Some critics argue that the final scene of the play sees Hamlet transformed into the conventional revenge hero that he always aspired to be, by killing Claudius in a fit of passion. Certainly the final scene where the stage is littered with bodies entirely complies with the traditions of conventional revenge tragedy. The Elizabethan audience would have gone home satisfied! However, in Hamlet, the question of how to act is affected not only by rational considerations, such as the need for certainty, but also by emotional, ethical, and psychological factors. Hamlet himself appears to distrust the idea that it’s even possible to act in a controlled, purposeful way, and when he does eventually act, it is ironically in a blind recklessness, rather than a pre-meditated way. In his speech ‘ O what a rogue and peasant slave am I’, he berates himself for not being able to reasonably express this grief and anger in action, but Shakespeare implies that it is precisely by not thinking so much about ‘ action’ in the abstract that the other characters are able to fulfil their action, since they are less troubled about the possibility of acting ineffectively. The indecisiveness Hamlet exhibits, and his consequent failure to act appropriately, is certainly central to the plot, but the play becomes a more internal quest for vengeful action as Hamlet is consumed with moral questionings and self-lacerating analysis.

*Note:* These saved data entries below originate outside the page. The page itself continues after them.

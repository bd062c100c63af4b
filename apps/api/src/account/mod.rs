pub mod context;
pub mod handlers;
pub mod plans;
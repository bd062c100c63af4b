//! Proposal backends — pluggable, trait-based producers of proposal text.
//!
//! Default: `TemplateBackend` (template synthesis behind a simulated network delay).
//! A network-backed implementation only needs to implement `ProposalBackend`.
//!
//! `AppState` holds an `Arc<dyn ProposalBackend>`, chosen at startup.

use std::time::Duration;

use async_trait::async_trait;
use tracing::{debug, info};

use crate::errors::AppError;
use crate::proposal::models::ProposalRequest;
use crate::proposal::synthesizer::synthesize;

/// Produces proposal text for a request. Swap implementations without touching
/// handlers or sessions.
#[async_trait]
pub trait ProposalBackend: Send + Sync {
    async fn generate(&self, request: &ProposalRequest) -> Result<String, AppError>;

    /// Short identifier for logs and health output.
    fn name(&self) -> &'static str;
}

/// Template synthesis with an artificial latency standing in for a model call.
#[derive(Debug, Clone)]
pub struct TemplateBackend {
    latency: Duration,
}

impl TemplateBackend {
    pub fn new(latency: Duration) -> Self {
        Self { latency }
    }
}

#[async_trait]
impl ProposalBackend for TemplateBackend {
    async fn generate(&self, request: &ProposalRequest) -> Result<String, AppError> {
        info!(
            "Generating proposal: url={} tone={} platform={} target_length={}",
            request.job_url,
            request.tone.as_str(),
            request.platform.as_str(),
            request.target_length()
        );
        debug!(
            "Custom instructions present: {}",
            request.custom_instructions().is_some()
        );

        if !self.latency.is_zero() {
            tokio::time::sleep(self.latency).await;
        }

        let text = synthesize(request)?;
        debug!("Synthesized proposal ({} chars)", text.len());
        Ok(text)
    }

    fn name(&self) -> &'static str {
        "template"
    }
}

#[cfg(test)]
mod tests {
    use super::*;
    use crate::proposal::models::{Platform, Tone};

    #[tokio::test]
    async fn test_template_backend_matches_synthesizer() {
        let backend = TemplateBackend::new(Duration::ZERO);
        let request =
            ProposalRequest::new("https://www.upwork.com/jobs/~1", Tone::Technical, Platform::Upwork);
        let text = backend.generate(&request).await.unwrap();
        assert_eq!(text, synthesize(&request).unwrap());
    }

    #[tokio::test]
    async fn test_template_backend_maps_validation_error() {
        let backend = TemplateBackend::new(Duration::ZERO);
        let request =
            ProposalRequest::new("https://example.com/job", Tone::Professional, Platform::Upwork);
        match backend.generate(&request).await {
            Err(AppError::Validation(msg)) => {
                assert_eq!(msg, "Please enter a valid job URL from a supported platform")
            }
            other => panic!("expected validation error, got {other:?}"),
        }
    }

    #[tokio::test(start_paused = true)]
    async fn test_template_backend_waits_for_latency() {
        let backend = TemplateBackend::new(Duration::from_secs(2));
        let request =
            ProposalRequest::new("https://www.fiverr.com/r/1", Tone::Professional, Platform::Fiverr);

        let started = tokio::time::Instant::now();
        backend.generate(&request).await.unwrap();
        assert!(started.elapsed() >= Duration::from_secs(2));
    }

    #[test]
    fn test_backend_name() {
        assert_eq!(TemplateBackend::new(Duration::ZERO).name(), "template");
    }
}
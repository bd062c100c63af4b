// Proposal generation: request model, canned templates, synthesis and backends.
// Handlers and sessions go through `ProposalBackend`, never `synthesize` directly.

pub mod backend;
pub mod handlers;
pub mod models;
pub mod synthesizer;
pub mod templates;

Shakespeare’s treatment of revenge in Hamlet is unusual because whilst revenge is clearly the subject matter fuelling the plot, it is only a subsidiary issue. Far more central is Hamlet’s inability to take revenge, coupled with his instability, indecision and misogyny. Shakespeare creates a conventionally structured revenge tragedy but ensures that his hero is not trapped within these confines. By making use of theatrical conventions such as soliloquies and asides, Shakespeare not only builds a relationship between the hero and the audience, but also allows the audience to see into the mind of the hero and understand what he is feeling. By erecting a psychological drama within the structure of revenge tragedy, Shakespeare ensures that the essence of the play is not revenge in itself, but the psychological and emotional study of Hamlet’s disturbed character. Shakespeare thus transcends the conventions of revenge tragedy, rather than deviating from them as Sydney Bolt argues.